Re: [PATCH 3/4] reftable/stack: register lockfiles during compaction

Justin Tobler <jltobler@xxxxxxxxx> · Wed, 6 Mar 2024 13:57:23 -0600

On 24/03/06 12:59PM, Patrick Steinhardt wrote:

> > Something not really related to this patch, but I noticed and had a
> > question about.
> > 
> > If I'm understanding this correctly, when a newly compacted table is
> > empty, it becomes possible for a range of indexes to no longer exist 
> > within the stack. If this occurs in the middle of the stack, future
> > compaction will likely combine the tables on either side and restore the
> > missing index range. If the empty table was at the end of the stack,
> > would this effectly reset the max index to something lower for future
> > tables written to the stack? If so, could this lead to issues with
> > separate concurrent table writes?
> 
> Very good question indeed, but I think we should be fine here. This is
> mostly because concurrent writers will notice when "tables.list" has
> changed, and, if so, abort the transaction with an out-of-date error.
> 
> A few scenarios with concurrent processes, one process which compacts
> the stack (C) and one which modifies it (M):
> 
>   - M acquires the lock before C compacts: M sees the whole stack and
>     uses the latest update index to update it, resulting in a newly
>     written table. When C then locks afterwards, it may decide to
>     compact and drop some tables in the middle of the stack. This may
>     lead to a gap in update indices, but this is fine.
> 
>   - M acquires the lock while C compacts: M sees the whole stack and
>     uses the latest update index to update the stack. C then acquires
>     the lock to write the merged tables, notices that its compacted
>     tables still exist and are in the same order, and thus removes them.
>     We now have a gap in update indices, but this is totally fine.
> 
>   - M acquires the lock after C compacts: M will refresh "tables.list"
>     after it has acquired the lock itself. Thus, it won't ever see the
>     now-dropped empty table.
> 
> M cannot write its table when C has the "tables.list" lock, so this
> scenario cannot happen. In the same spirit, two Ms cannot race with each
> other either as only one can have the "tables.list" lock, and the other
> one would abort with an out-of-date error when it has subsequently
> acquired the lock and found the "tables.list" contents to have been
> updated concurrently.

Thanks Patrick for the great explanation!

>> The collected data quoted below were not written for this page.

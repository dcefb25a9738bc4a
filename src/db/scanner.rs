use std::collections::BTreeSet;
use std::fmt::Display;
use std::fs::File;
use std::io::BufReader;
use std::path::{Path, PathBuf};

use glob::Pattern;
use log::{debug, warn};
use thiserror::Error;
use zip::result::ZipError;
use zip::ZipArchive;

use super::table_config::TableConfig;

#[derive(Error, Debug)]
pub enum ScanError {
    #[error("Invalid glob pattern {pattern:?}: {source}")]
    Pattern {
        pattern: String,
        source: glob::PatternError,
    },
    #[error("Failed listing archives: {0}")]
    Glob(#[from] glob::GlobError),
    #[error("Cannot read archive {path:?}: {source}")]
    Archive { path: PathBuf, source: ZipError },
    #[error("Cannot open archive {path:?}: {source}")]
    Io {
        path: PathBuf,
        source: std::io::Error,
    },
}

/// A file inside an archive, as declared by the archive's central directory.
#[derive(Debug, Clone, PartialEq, Eq)]
pub struct InnerFile {
    pub index: usize,
    pub name: String,
    /// Declared uncompressed size, not verified against the bytes read.
    pub size: u64,
}

#[derive(Debug, Clone, PartialEq, Eq)]
pub struct ScannedArchive {
    pub path: PathBuf,
    pub files: Vec<InnerFile>,
    /// Entries excluded by the inner file pattern.
    pub skipped: usize,
}

#[derive(Debug, Clone, PartialEq, Eq)]
pub enum ScanWarning {
    NoMatchingFiles { archive: PathBuf, pattern: String },
}

impl Display for ScanWarning {
    fn fmt(&self, f: &mut std::fmt::Formatter<'_>) -> std::fmt::Result {
        match self {
            ScanWarning::NoMatchingFiles { archive, pattern } => write!(
                f,
                "Cannot match inner files in {} (pattern {:?})",
                archive.display(),
                pattern
            ),
        }
    }
}

/// Result of scanning a source directory for one table.
#[derive(Debug, Default)]
pub struct Scan {
    pub archives: Vec<ScannedArchive>,
    pub warnings: Vec<ScanWarning>,
}

impl Scan {
    pub fn total_size(&self) -> u64 {
        self.archives.iter().map(|a| total_size(&a.files)).sum()
    }

    pub fn skipped(&self) -> usize {
        self.archives.iter().map(|a| a.skipped).sum()
    }

    pub fn file_count(&self) -> usize {
        self.archives.iter().map(|a| a.files.len()).sum()
    }
}

/// Sum of the declared uncompressed sizes.
pub fn total_size(files: &[InnerFile]) -> u64 {
    files.iter().map(|f| f.size).sum()
}

pub struct Scanner<'a> {
    config: &'a TableConfig,
    inner_pattern: Option<Pattern>,
    warnings: Vec<ScanWarning>,
}

impl<'a> Scanner<'a> {
    pub fn new(config: &'a TableConfig) -> Result<Scanner<'a>, ScanError> {
        let inner_pattern = match &config.inner_file_pattern {
            Some(p) => Some(Pattern::new(p).map_err(|source| ScanError::Pattern {
                pattern: p.clone(),
                source,
            })?),
            None => None,
        };
        Ok(Scanner {
            config,
            inner_pattern,
            warnings: Vec::new(),
        })
    }

    /// Archives in `directory` matching any of the configured patterns,
    /// sorted and without duplicates.  No match is not an error.
    pub fn resolve_archives(&self, directory: &Path) -> Result<Vec<PathBuf>, ScanError> {
        let base = Pattern::escape(&directory.to_string_lossy());
        let mut paths = BTreeSet::new();
        for pattern in &self.config.archive_name_patterns {
            let full_pattern = format!("{}/{}", base, pattern);
            let entries = glob::glob(&full_pattern).map_err(|source| ScanError::Pattern {
                pattern: pattern.clone(),
                source,
            })?;
            for entry in entries {
                let path = entry?;
                if path.is_file() {
                    paths.insert(path);
                } else {
                    debug!("Ignoring {:?}, not a file", path);
                }
            }
        }
        Ok(paths.into_iter().collect())
    }

    /// List the entries of one archive that should be loaded, in archive order.
    pub fn resolve_inner_files(&mut self, archive: &Path) -> Result<ScannedArchive, ScanError> {
        let file = File::open(archive).map_err(|source| ScanError::Io {
            path: archive.to_path_buf(),
            source,
        })?;
        let zip_error = |source| ScanError::Archive {
            path: archive.to_path_buf(),
            source,
        };
        let mut zip = ZipArchive::new(BufReader::new(file)).map_err(zip_error)?;

        let mut files = Vec::new();
        let mut entries = 0;
        for index in 0..zip.len() {
            let entry = zip.by_index_raw(index).map_err(zip_error)?;
            if entry.is_dir() {
                continue;
            }
            entries += 1;
            let name = entry.name().to_string();
            let matched = self
                .inner_pattern
                .as_ref()
                .map_or(true, |p| p.matches(&name));
            if matched {
                files.push(InnerFile {
                    index,
                    name,
                    size: entry.size(),
                });
            }
        }

        if files.is_empty() && entries > 0 {
            let warning = ScanWarning::NoMatchingFiles {
                archive: archive.to_path_buf(),
                pattern: self.config.inner_file_pattern.clone().unwrap_or_default(),
            };
            warn!("{}", warning);
            self.warnings.push(warning);
        }

        Ok(ScannedArchive {
            path: archive.to_path_buf(),
            skipped: entries - files.len(),
            files,
        })
    }

    pub fn warnings(&self) -> &[ScanWarning] {
        &self.warnings
    }

    /// Resolve the archives and their inner files in one go.
    pub fn scan(mut self, directory: &Path) -> Result<Scan, ScanError> {
        let mut archives = Vec::new();
        for path in self.resolve_archives(directory)? {
            archives.push(self.resolve_inner_files(&path)?);
        }
        Ok(Scan {
            archives,
            warnings: self.warnings,
        })
    }
}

Digging into this a bit
further, I see that we return `REFTABLE_LOCK_ERROR` when the list file
lock already exists or has changed when attempting to add a new table to
the list. 

When performing compaction in `stack_compact_range()`, after initially
acquiring the table list lock, we also check if the stack is up-to-date
with `stack_uptodate()`. I noticed that this check is not performed
again after the table list is locked for the second time. At first I
thought this could be problematic, but I realized that this would only
be an issue for concurrent compactions and because the tables are locked
it should not matter.

-Justin